=== Begin Enclosure ===
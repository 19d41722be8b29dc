#![cfg_attr(all(not(debug_assertions), not(test)), deny(warnings))]
#![cfg_attr(
    all(not(debug_assertions), not(test)),
    deny(clippy::all, clippy::pedantic, clippy::nursery)
)]
#![allow(clippy::module_name_repetitions, clippy::missing_errors_doc)]
//! Config schemas and calibration persistence for the robot.
//!
//! - `Config` and sub-structs are deserialized from TOML and validated.
//! - Line calibration can come from a strict-header CSV or a `[calibration]`
//!   TOML table; captured calibrations are written back atomically.
use serde::{Deserialize, Serialize};
use std::io::Write;
use std::path::Path;

/// Length of the orientation sensor's calibration coefficient block.
pub const IMU_COEFFICIENTS_LEN: usize = 22;

/// Line calibration CSV schema.
///
/// Expected headers:
/// sensor,dark,light
///
/// Example:
/// sensor,dark,light
/// 0,3890,410
/// 1,3902,398
#[derive(Debug, Deserialize, Clone, Copy)]
pub struct CalibrationRow {
    pub sensor: usize,
    pub dark: u16,
    pub light: u16,
}

/// BCM pin numbers and ADC channels. Ignored by the simulator but required so
/// a config file always describes a real wiring.
#[derive(Debug, Deserialize)]
pub struct Pins {
    pub left_enc_a: u8,
    pub left_enc_b: u8,
    pub right_enc_a: u8,
    pub right_enc_b: u8,
    /// ADC channel per line sensor, in physical order.
    pub line_channels: Vec<u8>,
    pub line_even: u8,
    pub line_odd: u8,
    #[serde(default)]
    pub bumpers: Vec<u8>,
    pub left_pwm: u8,
    pub left_dir: u8,
    pub left_sleep: u8,
    pub right_pwm: u8,
    pub right_dir: u8,
    pub right_sleep: u8,
}

#[derive(Debug, Deserialize)]
#[serde(default)]
pub struct EncoderCfg {
    pub ticks_per_rev: u32,
}

impl Default for EncoderCfg {
    fn default() -> Self {
        Self {
            ticks_per_rev: 1440,
        }
    }
}

#[derive(Debug, Deserialize)]
#[serde(default)]
pub struct LineCfg {
    /// Power-up settle before each array read (µs)
    pub read_settle_us: u64,
    /// Extra settle before a calibration capture (µs)
    pub calibrate_settle_us: u64,
    /// Decimal digits kept by normalization
    pub round_digits: u32,
}

impl Default for LineCfg {
    fn default() -> Self {
        Self {
            read_settle_us: 50,
            calibrate_settle_us: 200,
            round_digits: 5,
        }
    }
}

#[derive(Debug, Deserialize)]
#[serde(default)]
pub struct ImuCfg {
    /// 7-bit I2C address (0x28 or 0x29)
    pub address: u8,
    /// I2C bus number (hardware backend only)
    pub i2c_bus: u8,
    pub config_settle_ms: u64,
    pub fusion_settle_ms: u64,
    pub mode_switch_ms: u64,
    /// Raw gyroscope counts per deg/s
    pub gyro_scale: f64,
}

impl Default for ImuCfg {
    fn default() -> Self {
        Self {
            address: 0x28,
            i2c_bus: 1,
            config_settle_ms: 20,
            fusion_settle_ms: 30,
            mode_switch_ms: 30,
            gyro_scale: 16.0,
        }
    }
}

#[derive(Debug, Deserialize, Clone, Copy)]
#[serde(default)]
pub struct PidCfg {
    pub kp: f64,
    pub ki: f64,
    pub kd: f64,
    /// Fixed time step in seconds (ignored when `dynamic_dt`)
    pub dt_s: f64,
    pub reference: f64,
    /// Measure the time step between calls instead of using `dt_s`
    pub dynamic_dt: bool,
    /// Optional symmetric clamp on the integral term; absent = unbounded
    pub integral_limit: Option<f64>,
}

impl Default for PidCfg {
    fn default() -> Self {
        Self {
            kp: 1.0,
            ki: 0.0,
            kd: 0.0,
            dt_s: 0.015,
            reference: 0.0,
            dynamic_dt: false,
            integral_limit: None,
        }
    }
}

#[derive(Debug, Deserialize)]
#[serde(default)]
pub struct PidSet {
    /// Line centroid → differential effort
    pub line: PidCfg,
    /// Heading error → differential effort
    pub heading: PidCfg,
}

impl Default for PidSet {
    fn default() -> Self {
        Self {
            line: PidCfg {
                kp: 12.0,
                kd: 0.05,
                ..PidCfg::default()
            },
            heading: PidCfg {
                kp: 0.4,
                ..PidCfg::default()
            },
        }
    }
}

#[derive(Debug, Deserialize)]
#[serde(default)]
pub struct ControlCfg {
    /// Control loop period (ms)
    pub cycle_ms: u64,
    /// Forward effort shared by both wheels (percent)
    pub base_effort: f64,
    /// Motor driver hard clamp (percent)
    pub max_effort: f64,
    /// Add heading-hold correction on top of line following
    pub heading_hold: bool,
    /// Stop the run when any bumper fires
    pub stop_on_bump: bool,
}

impl Default for ControlCfg {
    fn default() -> Self {
        Self {
            cycle_ms: 15,
            base_effort: 25.0,
            max_effort: 45.0,
            heading_hold: false,
            stop_on_bump: true,
        }
    }
}

#[derive(Debug, Deserialize, Default)]
#[serde(default)]
pub struct Logging {
    pub file: Option<String>,  // path to .log (JSON lines)
    pub level: Option<String>, // "info","debug"
    /// Log rotation policy: "never" | "daily" | "hourly" (default: never)
    pub rotation: Option<String>,
}

/// Calibration captured by `romi calibrate`, restorable at startup.
#[derive(Debug, Deserialize, Serialize, Clone, Default, PartialEq)]
pub struct PersistedCalibration {
    /// Raw line readings over the dark reference surface
    #[serde(default)]
    pub dark: Vec<u16>,
    /// Raw line readings over the light reference surface
    #[serde(default)]
    pub light: Vec<u16>,
    /// Heading zero reference in degrees
    #[serde(default, skip_serializing_if = "Option::is_none")]
    pub heading_offset_deg: Option<f64>,
    /// Orientation sensor coefficient block (22 bytes)
    #[serde(default, skip_serializing_if = "Option::is_none")]
    pub imu_coefficients: Option<Vec<u8>>,
}

#[derive(Debug, Deserialize, Serialize)]
struct CalibrationFile {
    calibration: PersistedCalibration,
}

#[derive(Debug, Deserialize)]
pub struct Config {
    pub pins: Pins,
    #[serde(default)]
    pub encoder: EncoderCfg,
    #[serde(default)]
    pub line: LineCfg,
    #[serde(default)]
    pub imu: ImuCfg,
    #[serde(default)]
    pub pid: PidSet,
    #[serde(default)]
    pub control: ControlCfg,
    #[serde(default)]
    pub logging: Logging,
    /// Optional persisted calibration; a `--calibration` file overrides it.
    #[serde(default)]
    pub calibration: Option<PersistedCalibration>,
}

pub fn load_toml(s: &str) -> Result<Config, toml::de::Error> {
    toml::from_str::<Config>(s)
}

pub fn load_line_calibration_csv(path: &Path) -> eyre::Result<PersistedCalibration> {
    let mut rdr = csv::ReaderBuilder::new()
        .has_headers(true)
        .trim(csv::Trim::All)
        .from_path(path)
        .map_err(|e| eyre::eyre!("open calibration CSV {:?}: {}", path, e))?;

    // Enforce exact headers
    let headers = rdr
        .headers()
        .map_err(|e| eyre::eyre!("read CSV headers {:?}: {}", path, e))?
        .clone();
    let expected = ["sensor", "dark", "light"];
    let actual: Vec<String> = headers.iter().map(|s| s.to_string()).collect();
    if actual != expected {
        eyre::bail!(
            "calibration CSV must have headers 'sensor,dark,light', got: {}",
            actual.join(",")
        );
    }

    let mut out = PersistedCalibration::default();
    for (idx, rec) in rdr.deserialize::<CalibrationRow>().enumerate() {
        let row = rec.map_err(|e| eyre::eyre!("invalid CSV row {}: {}", idx + 2, e))?;
        if row.sensor != idx {
            eyre::bail!(
                "calibration CSV row {} lists sensor {}, expected {} (rows must be in sensor order)",
                idx + 2,
                row.sensor,
                idx
            );
        }
        out.dark.push(row.dark);
        out.light.push(row.light);
    }
    if out.dark.is_empty() {
        eyre::bail!("calibration CSV has no rows");
    }
    Ok(out)
}

/// Read a TOML file holding a single `[calibration]` table.
pub fn load_calibration_toml(path: &Path) -> eyre::Result<PersistedCalibration> {
    let text = std::fs::read_to_string(path)
        .map_err(|e| eyre::eyre!("read calibration file {:?}: {}", path, e))?;
    let file: CalibrationFile = toml::from_str(&text)
        .map_err(|e| eyre::eyre!("parse calibration file {:?}: {}", path, e))?;
    file.calibration.validate()?;
    Ok(file.calibration)
}

/// Load calibration by extension: `.csv` (line only) or TOML otherwise.
pub fn load_calibration(path: &Path) -> eyre::Result<PersistedCalibration> {
    match path.extension().and_then(|e| e.to_str()) {
        Some(ext) if ext.eq_ignore_ascii_case("csv") => load_line_calibration_csv(path),
        _ => load_calibration_toml(path),
    }
}

/// Write a `[calibration]` table to `path` atomically (temp file + rename).
pub fn save_calibration(path: &Path, cal: &PersistedCalibration) -> eyre::Result<()> {
    cal.validate()?;
    let text = toml::to_string_pretty(&CalibrationFile {
        calibration: cal.clone(),
    })
    .map_err(|e| eyre::eyre!("serialize calibration: {}", e))?;
    let tmp = path.with_extension("new");
    {
        let mut f = std::fs::File::create(&tmp)
            .map_err(|e| eyre::eyre!("create {:?}: {}", tmp, e))?;
        f.write_all(text.as_bytes())?;
        f.sync_all()?;
    }
    std::fs::rename(&tmp, path).map_err(|e| eyre::eyre!("rename {:?} -> {:?}: {}", tmp, path, e))
}

impl PersistedCalibration {
    pub fn validate(&self) -> eyre::Result<()> {
        if !self.dark.is_empty() && !self.light.is_empty() && self.dark.len() != self.light.len()
        {
            eyre::bail!(
                "calibration.dark has {} entries but calibration.light has {}",
                self.dark.len(),
                self.light.len()
            );
        }
        if let Some(c) = &self.imu_coefficients
            && c.len() != IMU_COEFFICIENTS_LEN
        {
            eyre::bail!(
                "calibration.imu_coefficients must be {} bytes, got {}",
                IMU_COEFFICIENTS_LEN,
                c.len()
            );
        }
        if let Some(off) = self.heading_offset_deg
            && !(0.0..360.0).contains(&off)
        {
            eyre::bail!("calibration.heading_offset_deg must be in [0, 360)");
        }
        Ok(())
    }
}

impl PidCfg {
    fn validate(&self, name: &str) -> eyre::Result<()> {
        if !(self.kp.is_finite() && self.ki.is_finite() && self.kd.is_finite()) {
            eyre::bail!("pid.{name} gains must be finite");
        }
        if !self.dynamic_dt && !(self.dt_s.is_finite() && self.dt_s >= 0.0) {
            eyre::bail!("pid.{name}.dt_s must be >= 0");
        }
        if let Some(limit) = self.integral_limit
            && !(limit.is_finite() && limit > 0.0)
        {
            eyre::bail!("pid.{name}.integral_limit must be > 0");
        }
        Ok(())
    }
}

impl Config {
    pub fn validate(&self) -> eyre::Result<()> {
        // Pins
        if self.pins.line_channels.is_empty() {
            eyre::bail!("pins.line_channels must list at least one sensor");
        }

        // Encoder
        if self.encoder.ticks_per_rev == 0 {
            eyre::bail!("encoder.ticks_per_rev must be > 0");
        }

        // Line
        if self.line.round_digits > 10 {
            eyre::bail!("line.round_digits must be <= 10");
        }
        if self.line.read_settle_us > 10_000 || self.line.calibrate_settle_us > 10_000 {
            eyre::bail!("line settle times are unreasonably large (>10ms)");
        }

        // IMU
        if !(0x08..=0x77).contains(&self.imu.address) {
            eyre::bail!("imu.address must be a 7-bit I2C address");
        }
        if !(self.imu.gyro_scale.is_finite() && self.imu.gyro_scale > 0.0) {
            eyre::bail!("imu.gyro_scale must be > 0");
        }
        if self.imu.config_settle_ms > 1_000
            || self.imu.fusion_settle_ms > 1_000
            || self.imu.mode_switch_ms > 1_000
        {
            eyre::bail!("imu settle times are unreasonably large (>1s)");
        }

        // PID
        self.pid.line.validate("line")?;
        self.pid.heading.validate("heading")?;

        // Control
        if self.control.cycle_ms == 0 {
            eyre::bail!("control.cycle_ms must be >= 1");
        }
        if !(self.control.max_effort > 0.0 && self.control.max_effort <= 100.0) {
            eyre::bail!("control.max_effort must be in (0, 100]");
        }
        if !(0.0..=self.control.max_effort).contains(&self.control.base_effort) {
            eyre::bail!("control.base_effort must be in [0, max_effort]");
        }

        // Calibration
        if let Some(cal) = &self.calibration {
            cal.validate()?;
            let n = self.pins.line_channels.len();
            if (!cal.dark.is_empty() && cal.dark.len() != n)
                || (!cal.light.is_empty() && cal.light.len() != n)
            {
                eyre::bail!(
                    "calibration arrays must have one entry per line sensor ({n})"
                );
            }
        }

        Ok(())
    }
}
=== End Enclosure ===
▶ WHAT IS NEEDED:
Copy out each line of the data that holds the string "percent".

▶ SOLUTION TO THE EXERCISE:
    /// Forward effort shared by both wheels (percent)
    /// Motor driver hard clamp (percent)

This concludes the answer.